Post Soundtrack: Don't You Know by Gramatik
I read an article on The Mighty today written by a mother about her son. There is a quote from her article that I have adapted to fit myself.
"My disability is defining. It is not a side note. It is not a post script. In the story of my life, my Lupus will not be scrawled hastily in the margins nor will it be offhandedly mentioned in the afterword. It will be front and center, along with my strengths, my flaws, and my accomplishments."
In her article, she is discussing her son who has spina bifida. She is arguing against the idea that disabilities should be downplayed in importance by how we talk about it. I have heard before that I shouldn't let Lupus "define" me. She asserts that such a huge thing clearly plays a large role in defining a person, and I agree.

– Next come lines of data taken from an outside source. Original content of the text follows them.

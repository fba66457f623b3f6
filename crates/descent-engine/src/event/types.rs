use bitflags::bitflags;

use crate::input::{Key, KeyState, Modifiers, MouseButton, ScrollDelta};

/// Raw key transition, by physical key.
#[derive(Debug, Copy, Clone, PartialEq)]
pub struct KeyEvent {
    pub key: Key,
    /// Platform scancode, stable for a given physical key.
    pub scancode: u32,
    pub state: KeyState,
    /// True for auto-repeat presses.
    pub repeat: bool,
    pub modifiers: Modifiers,
}

/// One character of committed text input.
#[derive(Debug, Copy, Clone, PartialEq)]
pub struct CharEvent {
    pub ch: char,
    pub modifiers: Modifiers,
}

/// Pointer position in logical pixels plus the delta from the previous
/// position. The delta is zero for the first move after entering.
#[derive(Debug, Copy, Clone, PartialEq)]
pub struct MouseMoveEvent {
    pub x: f32,
    pub y: f32,
    pub dx: f32,
    pub dy: f32,
}

#[derive(Debug, Copy, Clone, PartialEq)]
pub struct MouseButtonEvent {
    pub button: MouseButton,
    pub state: KeyState,
    pub x: f32,
    pub y: f32,
    pub modifiers: Modifiers,
}

#[derive(Debug, Copy, Clone, PartialEq)]
pub struct ScrollEvent {
    pub delta: ScrollDelta,
    pub modifiers: Modifiers,
}

#[derive(Debug, Copy, Clone, Eq, PartialEq)]
pub enum CursorEvent {
    Entered,
    Left,
}

#[derive(Debug, Copy, Clone, Eq, PartialEq)]
pub enum WindowEvent {
    /// Window size in logical pixels.
    Resized { width: u32, height: u32 },
    /// Drawable size in physical pixels.
    FramebufferResized { width: u32, height: u32 },
    /// Outer position in physical pixels.
    Moved { x: i32, y: i32 },
    Focused(bool),
    /// The window was minimized or fully occluded (`true`), or shown again.
    Minimized(bool),
    /// Contents must be redrawn, e.g. after being uncovered.
    RefreshRequested,
    /// Surfaced once per window.
    CloseRequested,
}

#[derive(Debug, Copy, Clone, PartialEq)]
pub struct GamepadEvent {
    pub gamepad: u32,
    pub kind: GamepadEventKind,
}

#[derive(Debug, Copy, Clone, PartialEq)]
pub enum GamepadEventKind {
    Connected,
    Disconnected,
    Button { button: u8, state: KeyState },
    /// Axis value in `[-1, 1]`.
    Axis { axis: u8, value: f32 },
}

/// Typed application event.
#[derive(Debug, Copy, Clone, PartialEq)]
pub enum Event {
    Key(KeyEvent),
    Character(CharEvent),
    MouseMove(MouseMoveEvent),
    MouseButton(MouseButtonEvent),
    Scroll(ScrollEvent),
    Cursor(CursorEvent),
    Window(WindowEvent),
    Gamepad(GamepadEvent),
}

bitflags! {
    /// Categories used to route events to listeners.
    #[derive(Debug, Copy, Clone, Eq, PartialEq, Hash)]
    pub struct EventCategories: u16 {
        const KEY = 1 << 0;
        const CHARACTER = 1 << 1;
        const MOUSE_MOVE = 1 << 2;
        const MOUSE_BUTTON = 1 << 3;
        const SCROLL = 1 << 4;
        const CURSOR = 1 << 5;
        const WINDOW = 1 << 6;
        const GAMEPAD = 1 << 7;

        const KEYBOARD = Self::KEY.bits() | Self::CHARACTER.bits();
        const MOUSE = Self::MOUSE_MOVE.bits()
            | Self::MOUSE_BUTTON.bits()
            | Self::SCROLL.bits()
            | Self::CURSOR.bits();
    }
}

impl Event {
    /// The single category this event belongs to.
    pub fn category(&self) -> EventCategories {
        match self {
            Event::Key(_) => EventCategories::KEY,
            Event::Character(_) => EventCategories::CHARACTER,
            Event::MouseMove(_) => EventCategories::MOUSE_MOVE,
            Event::MouseButton(_) => EventCategories::MOUSE_BUTTON,
            Event::Scroll(_) => EventCategories::SCROLL,
            Event::Cursor(_) => EventCategories::CURSOR,
            Event::Window(_) => EventCategories::WINDOW,
            Event::Gamepad(_) => EventCategories::GAMEPAD,
        }
    }
}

If I try to separate myself from my Lupus, to only perceive myself aside from it, I will forever be trying to hold back the ocean with my hands. It cannot be done. It is a part of me, a part that will remain with me the rest of my days. As depressing as that may sound, it is not evil unto itself. It is not a curse. It can be a blessing, it can be uplifting. It is what I make of it, but it is still PART of me. Irrevocably.
I am not saying that I am by any means proud of having this disease, or that I will flaunt it somehow as a badge of honor. It is just something I must overcome, that I must learn from, just like someone with asthma or a bum knee. It is a daily item to contend with, and it has changed how I view the world, and how the world views me. That can't be swept under the rug, ignored, or treated like something I'm taking onto myself that I shouldn't. I have every right to 'own' having Lupus.
I have seen an amazing amount of shame showered on Lupus patients who are struggling with their diagnosis... by other Lupus patients! They are admonished not to let Lupus change them, or to not let it keep them from doing something, or other such things. I'm sorry, but I'm not letting Lupus keep me from things I love... it simply is doing so whether I will it or not. It's a fact of life with Lupus. That doesn't mean I stop liking to do those things. It just means I can't right now. And I might not ever again. But that hardly is letting Lupus "win". Feeling upset over the disease is not letting Lupus "win" either.
I'm fine if others don't wish to define themselves by their disability or disease. I get it. It may be important for them to designate that separation between who they are and what they have. For me, I need solidarity of myself, a harmony of who I am and what I am going through. I have a son, so I am a mother. That can be hard. I have a husband, so I am a wife. That can be hard too sometimes. I have Lupus, so I am diseased. That is hard, sometimes extremely hard, but that is no less true or identifiable as me than being a mother or wife. The only difference is that I did not choose it.
So thank you to Mary Evelyn for giving me words that evaded me before. Now I have a firmer sense of what I feel and mean when told not to let Lupus define me. How I define myself is up to me and only me. And I have Lupus.